Week 6 Discussion Section

Phillip Keung

Biostat 511

Objectives
• Solve specific probability problems
• Step-by-step demonstrations
• Translating questions (English) into events and random variables (probability)
• Applications of the probability rules (multiplication, total probability, conditional) and conditions like independence and mutually exclusive events (when appropriate)
• Computing probabilities, quantiles and perform basic problem solving for continuous random variables (using the normal distribution, in particular)

Biostat 511

Glaucoma & Diabetes

[From Activity 5, #8]

For a particular population, the lifetime probability of contracting glaucoma is approximately 0.007 and the lifetime probability of contracting diabetes is 0.020. A research study finds (for a sample population) that the probability of contracting both of these diseases in a lifetime is 0.0008.

Questions:

What is the lifetime probability of contracting either glaucoma or diabetes?

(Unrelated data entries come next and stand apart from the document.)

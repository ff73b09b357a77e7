// NPC pathfinder demo: CLI entry point.
//
// Builds a small static box scene (floor, a wall with a gap, a staircase and
// a raised platform), drives a `PathFinderController` frame by frame the way
// a game loop would, and prints the debug visualization of both layers as
// ASCII once an NPC's path onto the platform has been found. Then it walks
// the reverse search in ten-step bursts to show incremental stepping.
//
// Usage:
//   cargo run -p npc_pathfinder_demo -- [config.json] [--width N] [--height N]
//     [--steps-per-tick N] [--max-frames N]
//
// Logging goes through env_logger; set RUST_LOG=debug for per-step output.

use std::collections::BTreeMap;
use std::process::ExitCode;

use npc_pathfinder_core::config::PathFinderConfig;
use npc_pathfinder_core::controller::{PathFinderController, PathPoll};
use npc_pathfinder_core::error::PathFinderError;
use npc_pathfinder_core::scene::StaticScene;
use npc_pathfinder_core::search::SearchStatus;
use npc_pathfinder_core::types::{Layer, WorldPos};

fn main() -> ExitCode {
    env_logger::Builder::from_env(env_logger::Env::default().default_filter_or("info")).init();

    match run() {
        Ok(()) => ExitCode::SUCCESS,
        Err(e) => {
            log::error!("{e}");
            ExitCode::FAILURE
        }
    }
}

fn run() -> Result<(), PathFinderError> {
    let args: Vec<String> = std::env::args().collect();

    let mut config = match args.get(1).filter(|s| !s.starts_with("--")) {
        Some(path) => {
            let json = std::fs::read_to_string(path).map_err(|e| {
                PathFinderError::InvalidConfig(format!("cannot read {path}: {e}"))
            })?;
            PathFinderConfig::from_json(&json)?
        }
        None => PathFinderConfig::default(),
    };
    if let Some(width) = parse_flag(&args, "--width") {
        config.width = width;
    }
    if let Some(height) = parse_flag(&args, "--height") {
        config.height = height;
    }
    if let Some(steps) = parse_flag(&args, "--steps-per-tick") {
        config.steps_per_tick = steps;
    }
    let max_frames: u32 = parse_flag(&args, "--max-frames").unwrap_or(2000);

    let scene = demo_scene();
    let npc_surface = scene.top_at(-6.0, 0.0).unwrap_or(0.0);
    let player_surface = scene.top_at(5.0, 0.0).unwrap_or(0.0);
    println!("=== NPC Voxel Pathfinder Demo ===");
    println!("Footprint: {}x{}", config.width, config.height);
    println!("Solids: {}", scene.solids.len());
    println!();

    let mut controller = PathFinderController::new(config, scene)?;
    controller.toggle_debug_visualization();

    let npc = standing(-6.0, npc_surface, 0.0, controller.config().start_pivot_height);
    let player = standing(5.0, player_surface, 0.0, controller.config().dest_pivot_height);

    // The request can be made before the map exists; ticks build the map
    // first and then work on the search.
    let request = controller.request_path(npc, player);
    controller.rise();

    let mut frames = 0;
    let mut phase = controller.build_phase();
    let path = loop {
        if frames >= max_frames {
            println!("Gave up after {frames} frames.");
            return Ok(());
        }
        controller.tick()?;
        frames += 1;
        if controller.build_phase() != phase {
            phase = controller.build_phase();
            log::info!("frame {frames}: {phase:?}");
        }
        if let PathPoll::Ready(path) = controller.poll_path(request)? {
            break path;
        }
    };

    println!("Resolved after {frames} frames.");
    match &path {
        Some(path) => {
            println!("Path: {} hops", path.hop_count());
            for (coord, point) in path.columns.iter().zip(&path.waypoints) {
                println!(
                    "  {:<18} ({:.1}, {:.2}, {:.1})",
                    coord.to_string(),
                    point[0],
                    point[1],
                    point[2]
                );
            }
        }
        None => println!("No path."),
    }
    println!();
    print_layers(&controller);

    // Walk back down, ten steps per "frame".
    controller.swap_start_dest()?;
    let mut bursts = 0;
    let status = loop {
        let status = controller.ten_step();
        bursts += 1;
        if !status.is_active() {
            break status;
        }
    };
    match (status, controller.current_path()) {
        (SearchStatus::Found, Some(back)) => println!(
            "Return path: {} hops in {} bursts ({} steps).",
            back.hop_count(),
            bursts,
            controller.search().steps_taken()
        ),
        _ => println!("No return path ({bursts} bursts)."),
    }
    Ok(())
}

/// Floor, a wall at x = -4 with a gap for z > 3, six stairs along z = 0
/// climbing 0.4 each from x = -3 to x = 2, and a platform (top 2.8) over
/// x in [2.5, 6.5], z in [-2.5, 2.5] with walking room beneath it.
fn demo_scene() -> StaticScene {
    let mut scene = StaticScene::new()
        .with_floor(0.0, 20.0)
        .with_box([-4.5, 0.0, -7.5], [-3.5, 4.0, 3.5])
        .with_box([2.5, 2.4, -2.5], [6.5, 2.8, 2.5]);
    for (i, x) in (-3..=2).enumerate() {
        let x = x as f32;
        let top = 0.4 * (i as f32 + 1.0);
        scene = scene.with_box([x - 0.5, 0.0, -0.5], [x + 0.5, top, 0.5]);
    }
    scene
}

fn standing(x: f32, surface_y: f32, z: f32, pivot: f32) -> WorldPos {
    [x, surface_y + pivot, z]
}

/// Print each visible layer as a grid of visual-state glyphs, +Z at the top.
/// Unresolved columns are blank.
fn print_layers(controller: &PathFinderController<StaticScene>) {
    let hw = controller.config().half_width();
    let hh = controller.config().half_height();
    let mut cells: BTreeMap<(Layer, i32, i32), char> = BTreeMap::new();
    for visual in controller.debug_view() {
        let glyph = if visual.resolved {
            visual.state.glyph()
        } else {
            ' '
        };
        cells.insert((visual.coord.layer, visual.coord.x, visual.coord.z), glyph);
    }

    for layer in Layer::ALL {
        if !controller.is_layer_visible(layer) {
            continue;
        }
        let top = controller
            .highest_y(layer)
            .map(|y| format!("{y:.2}"))
            .unwrap_or_else(|| "-".to_string());
        println!("Layer {} ({layer}), highest y {top}:", layer.number());
        for z in (-hh..=hh).rev() {
            let row: String = (-hw..=hw)
                .map(|x| cells.get(&(layer, x, z)).copied().unwrap_or(' '))
                .collect();
            println!("  |{row}|");
        }
        println!();
    }
}

fn parse_flag<T: std::str::FromStr>(args: &[String], flag: &str) -> Option<T> {
    args.iter()
        .position(|a| a == flag)
        .and_then(|i| args.get(i + 1))
        .and_then(|v| v.parse().ok())
}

What is the lifetime probability of contracting diabetes for a person who already has glaucoma?

What is the lifetime probability of contracting glaucoma for a person who already has diabetes?

On the basis of the information given, one can conclude that contracting diabetes and glaucoma (are/are not) independent.

Biostat 511

Glaucoma & Diabetes

To begin:

[Step 1:] Translate the information (from English) provided into events (for probability).

Events:

Let G = the event that a person contracts glaucoma

D = the event that a person contracts diabetes

[Step 2:] Detail all other information provided in the description.

P(G) = 0.007

P(D) = 0.020

P(G , D) = 0.0008

Are G and D mutually exclusive?

Biostat 511

Glaucoma & Diabetes

[Step 3:] Now translate each question (from English) into events using the information provided, using relations like “and”, “or” and “given”.

(a) What is the lifetime probability of contracting either glaucoma or diabetes?

Is equivalent to finding P(G or D).

[Step 4:] Determine which rule to apply to solve P(G or D).

Which one?

Why do we subtract P(G, D)?

P(G or D) = P(G) + P(D) – P(G , D)

Biostat 511

Glaucoma & Diabetes

[Step 5:] We have all the information we need to solve the problem

P(G or D)= P(G) + P(D) – P(G , D)

= 0.007 + 0.020 - 0.0008

= 0.0278.

To recap, we

1. Translate the problem information into events

2. Detail all relevant information about the problem into events

3. Translated the question information into events (using “or”)

4. Determined which probability rules to apply (general addition)

5. Solved the problem

Let’s move to the next question, part (b) …

Biostat 511

Glaucoma & Diabetes

Part (b): We don’t need to redefine the problem [Step 1] or the information provided about the problem [Step 2]. We start with [Step 3]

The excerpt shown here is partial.